## Assignment
Lines in the records below that contain the word "SessionExecutor" must each be copied.

Stored items
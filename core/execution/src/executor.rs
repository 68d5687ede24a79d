// dryrun/core/execution/src/executor.rs

use crate::block::{self, SyntheticBlock};
use crate::config::ExecutionConfig;
use crate::diagnostics::DiagnosticsCollector;
use crate::engine::{EngineOutcome, ExecutionEngine, ExecutionRequest};
use crate::metrics::{SESSION_EXECUTIONS_TOTAL, SESSION_GAS_USED};
use crate::native;
use crate::result::{self, ExecutionResult};
use crate::session::SessionRegistry;
use crate::types::{ExecutionError, Notification, Signer, SigningContext, TransactionContext};
use crate::wallet::{TransactionRequest, Wallet};
use base64::{engine::general_purpose::STANDARD as B64, Engine as _};
use dryrun_storage::{RootStore, Snapshot};
use serde_json::Value;
use std::sync::Arc;
use tracing::{debug, warn};

/// Runs scripts and patches state inside named sessions
pub struct SessionExecutor {
    pub(crate) sessions: SessionRegistry,
    pub(crate) engine: Arc<dyn ExecutionEngine>,
    pub(crate) wallet: Option<Arc<dyn Wallet>>,
    pub(crate) config: ExecutionConfig,
}

impl SessionExecutor {
    pub fn new(root: Arc<dyn RootStore>, engine: Arc<dyn ExecutionEngine>, config: ExecutionConfig) -> Self {
        Self {
            sessions: SessionRegistry::new(root),
            engine,
            wallet: None,
            config,
        }
    }

    pub fn with_wallet(mut self, wallet: Arc<dyn Wallet>) -> Self {
        self.wallet = Some(wallet);
        self
    }

    pub fn sessions(&self) -> &SessionRegistry {
        &self.sessions
    }

    pub fn config(&self) -> &ExecutionConfig {
        &self.config
    }

    pub fn wallet(&self) -> Option<&Arc<dyn Wallet>> {
        self.wallet.as_ref()
    }

    pub fn list_sessions(&self) -> Vec<String> {
        self.sessions.list()
    }

    /// Delete each named session, reporting per id whether it existed
    pub fn delete_sessions(&self, ids: &[String]) -> Vec<(String, bool)> {
        ids.iter()
            .map(|id| (id.clone(), self.sessions.remove(id)))
            .collect()
    }

    /// Pin the synthetic block timestamp of a session, creating it if needed
    pub fn set_timestamp(&self, session_id: &str, timestamp: u64) -> Result<u64, ExecutionError> {
        let handle = self.sessions.get_or_create(session_id);
        let mut session = handle.lock();
        session.set_timestamp(timestamp)?;
        debug!("Session {} pinned to timestamp {}", session_id, timestamp);
        Ok(session.timestamp())
    }

    pub fn get_timestamp(&self, session_id: &str) -> Result<u64, ExecutionError> {
        let handle = self.sessions.get_or_fail(session_id)?;
        let timestamp = handle.lock().timestamp();
        Ok(timestamp)
    }

    /// Run `script` in a child of the session's snapshot.
    ///
    /// The child's writes are merged into the session only when the script
    /// halts and `commit` is set; in every other case they are dropped.
    pub fn execute(
        &self,
        session_id: &str,
        script: &[u8],
        context: Option<TransactionContext>,
        commit: bool,
    ) -> ExecutionResult {
        let handle = self.sessions.get_or_create(session_id);
        let mut session = handle.lock();

        let block = match session.timestamp() {
            0 => None,
            timestamp => Some(block::synthesize(session.snapshot(), timestamp)),
        };
        let mut diagnostics = DiagnosticsCollector::new(session_id);

        let (mut result, changes) = {
            let base = session.snapshot();
            let mut child = base.create_child();
            let request = ExecutionRequest {
                script,
                container: context.as_ref(),
                block: block.as_ref(),
                gas_limit: self.config.max_gas_invoke,
            };
            let outcome = self.engine.run(request, &mut child, &mut diagnostics);

            let oracle_requests = extract_oracle_requests(&child, &outcome.notifications);
            let logs = diagnostics.into_events();
            let traceback = (!outcome.halted()).then(|| {
                result::build_traceback(&outcome, &logs, |hash| native::contract_name(&child, hash))
            });

            let mut result = ExecutionResult {
                script: result::encode_script(script),
                state: outcome.state,
                gas_consumed: outcome.gas_consumed,
                exception: outcome.fault.clone(),
                traceback,
                stack: result::render_stack(&outcome.result_stack, self.config.max_iterator_result_items),
                notifications: outcome.notifications.iter().map(result::render_notification).collect(),
                logs: logs.iter().map(result::render_log).collect(),
                oracle_requests,
                tx: None,
                network_fee: None,
                pending_signature: None,
                committed: false,
            };

            if outcome.halted() {
                if let Some(context) = context.as_ref() {
                    self.attach_transaction(&mut result, base, script, &context.signers, &outcome, block.as_ref());
                }
            }

            let changes = (outcome.halted() && commit).then(|| child.into_changes());
            (result, changes)
        };

        match changes {
            Some(changes) => {
                debug!(
                    "Session {}: committing {} entries",
                    session_id,
                    changes.len()
                );
                session.snapshot_mut().commit(changes);
                result.committed = true;
            }
            None => debug!("Session {}: discarding execution state ({})", session_id, result.state),
        }

        let state = result.state.to_string();
        let committed = if result.committed { "true" } else { "false" };
        SESSION_EXECUTIONS_TOTAL
            .with_label_values(&[state.as_str(), committed])
            .inc();
        SESSION_GAS_USED.observe(result.gas_consumed as f64);
        result
    }

    /// Build and sign a transaction echoing the script.
    ///
    /// Any failure leaves `result` without transaction fields.
    fn attach_transaction(
        &self,
        result: &mut ExecutionResult,
        snapshot: &Snapshot<'_>,
        script: &[u8],
        signers: &[Signer],
        outcome: &EngineOutcome,
        block: Option<&SyntheticBlock>,
    ) {
        let Some(wallet) = self.wallet.as_ref() else {
            return;
        };
        if signers.is_empty() {
            return;
        }

        let request = TransactionRequest {
            script,
            sender: signers.first().map(|s| s.account),
            signers,
            system_fee: outcome.gas_consumed,
            max_gas: self.config.max_gas_invoke,
            block,
        };
        let mut tx = match wallet.make_transaction(snapshot, request) {
            Ok(tx) => tx,
            Err(e) => {
                debug!("Transaction not attached: {}", e);
                return;
            }
        };

        let mut context = SigningContext::new(tx.clone(), wallet.network());
        wallet.sign(&mut context);
        match context.witnesses() {
            Some(witnesses) => {
                tx.witnesses = witnesses;
                result.network_fee = Some(wallet.network_fee(snapshot.root().as_ref(), &tx));
                result.tx = Some(B64.encode(tx.to_bytes()));
            }
            None => result.pending_signature = Some(context.to_json()),
        }
    }
}

/// Reconstruct the requests behind `OracleRequest` notifications.
///
/// Requests get consecutive ids, so the k-th such notification counted from
/// the end belongs to request `counter - 1 - k`.
pub fn extract_oracle_requests(snapshot: &Snapshot<'_>, notifications: &[Notification]) -> Vec<Value> {
    let relevant = notifications
        .iter()
        .rev()
        .filter(|n| n.script_hash == native::ORACLE_HASH && n.event_name == native::ORACLE_REQUEST_EVENT);

    let counter = snapshot
        .get(&native::oracle_counter_key())
        .map(|bytes| dryrun_storage::decode_integer(&bytes));
    let counter = match counter {
        Some(Ok(counter)) => counter,
        Some(Err(e)) => {
            warn!("Unreadable oracle request counter: {}", e);
            return Vec::new();
        }
        None => return Vec::new(),
    };

    let mut requests = Vec::new();
    for (k, _) in relevant.enumerate() {
        let Ok(id) = u64::try_from(counter - 1 - k as i128) else {
            break;
        };
        let key = native::oracle_request_key(id);
        let record = snapshot
            .get(&key)
            .map(|bytes| native::decode_record::<native::OracleRequest>(&key, &bytes));
        match record {
            Some(Ok(request)) => match request.to_stack_item().to_json() {
                Ok(json) => requests.push(json),
                Err(e) => warn!("Oracle request {} not renderable: {}", id, e),
            },
            Some(Err(e)) => warn!("{}", e),
            None => warn!("Oracle request {} missing from storage", id),
        }
    }
    requests
}
// dryrun/node/src/main.rs

use anyhow::Result;
use clap::{Parser, Subcommand};
use dryrun_api::{MetricsServer, RpcServer};
use dryrun_execution::{SessionExecutor, Wallet};
use dryrun_vm::ReferenceEngine;
use std::path::PathBuf;
use std::sync::Arc;
use tracing::{error, info, warn};

mod config;
mod genesis;
pub mod logging;

use config::NodeConfig;

#[derive(Parser)]
#[command(name = "dryrun")]
#[command(about = "Session sandbox for running contract scripts off-chain")]
struct Cli {
    /// Configuration file path
    #[arg(short, long, value_name = "FILE", env = "DRYRUN_CONFIG")]
    config: Option<PathBuf>,

    /// RPC listen address (e.g., 127.0.0.1:10332)
    #[arg(long, value_name = "ADDR")]
    rpc_addr: Option<String>,

    /// Disable RPC server
    #[arg(long)]
    no_rpc: bool,

    /// Subcommands
    #[command(subcommand)]
    command: Option<Commands>,
}

#[derive(Subcommand)]
enum Commands {
    /// Generate a new ed25519 key for the wallet section
    Keygen,

    /// Print the effective configuration as TOML
    ShowConfig,
}

fn load_config(cli: &Cli) -> Result<NodeConfig> {
    let mut config = match &cli.config {
        Some(path) => NodeConfig::from_file(path)?,
        None => NodeConfig::default(),
    };
    config.apply_env()?;

    // Override with CLI args
    if let Some(rpc_addr) = &cli.rpc_addr {
        config.rpc.server.listen_addr = rpc_addr
            .parse()
            .map_err(|e| anyhow::anyhow!("Invalid RPC address: {}", e))?;
    }
    if cli.no_rpc {
        config.rpc.enabled = false;
    }

    config.validate().map_err(|e| anyhow::anyhow!(e))?;
    Ok(config)
}

fn generate_keypair() {
    let signing_key = dryrun_vm::wallet::generate_key();
    let verifying_key = signing_key.verifying_key();

    println!("New keypair generated:");
    println!("Private key: {}", hex::encode(signing_key.to_bytes()));
    println!("Public key:  {}", hex::encode(verifying_key.to_bytes()));
    println!("Account:     {}", dryrun_vm::wallet::account_of(&signing_key));
}

#[tokio::main]
async fn main() -> Result<()> {
    let cli = Cli::parse();

    match cli.command {
        Some(Commands::Keygen) => {
            generate_keypair();
            return Ok(());
        }
        Some(Commands::ShowConfig) => {
            let config = load_config(&cli)?;
            print!("{}", config.to_toml()?);
            return Ok(());
        }
        None => {}
    }

    // Uses LOG_FORMAT env var (json, pretty, compact) and RUST_LOG for levels
    let log_config = logging::LogConfig::from_env();
    if let Err(e) = logging::init_logging(&log_config) {
        eprintln!("Warning: Failed to initialize structured logging: {}", e);
    }

    let config = load_config(&cli)?;
    start_node(config).await
}

async fn start_node(config: NodeConfig) -> Result<()> {
    let wallet = genesis::load_wallet(config.ledger.network, &config.wallet)?;
    let deployer = wallet.as_ref().and_then(|w| w.default_account());
    if let Some(account) = deployer {
        info!("Wallet loaded, deployer account {}", account);
    } else {
        warn!("No wallet configured: virtual deploys and transaction building are disabled");
    }

    let genesis_config = genesis::genesis_config(&config.ledger, deployer);
    let root = Arc::new(genesis::initialize_genesis_state(&genesis_config)?);

    let mut executor = SessionExecutor::new(root, Arc::new(ReferenceEngine::new()), config.execution.clone());
    if let Some(wallet) = wallet {
        executor = executor.with_wallet(Arc::new(wallet));
    }
    let executor = Arc::new(executor);
    info!(
        "Session executor ready (max_gas_invoke={}, max_iterator_result_items={})",
        config.execution.max_gas_invoke, config.execution.max_iterator_result_items
    );

    if config.metrics.enabled {
        let addr = config.metrics.listen_addr;
        tokio::spawn(async move {
            if let Err(e) = MetricsServer::new(addr).start().await {
                warn!("Metrics server failed: {}", e);
            }
        });
        info!("Metrics server enabled at {}", addr);
    }

    let rpc = if config.rpc.enabled {
        let rpc_server = RpcServer::new(config.rpc.server.clone(), executor.clone());
        match rpc_server.spawn() {
            Ok(handles) => Some(handles),
            Err(e) => {
                error!("Failed to start RPC server: {}", e);
                return Err(e);
            }
        }
    } else {
        info!("RPC disabled");
        None
    };

    // Wait for shutdown signal
    tokio::signal::ctrl_c().await?;
    info!("Shutting down...");

    if let Some((close_handle, join_handle)) = rpc {
        close_handle.close();
        tokio::task::spawn_blocking(move || {
            let _ = join_handle.join();
        })
        .await
        .ok();
    }
    let dropped = executor.list_sessions().len();
    info!("Discarded {} session(s)", dropped);

    Ok(())
}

## Expected answer
pub struct SessionExecutor {
impl SessionExecutor {
use dryrun_execution::{SessionExecutor, Wallet};
    let mut executor = SessionExecutor::new(root, Arc::new(ReferenceEngine::new()), config.execution.clone());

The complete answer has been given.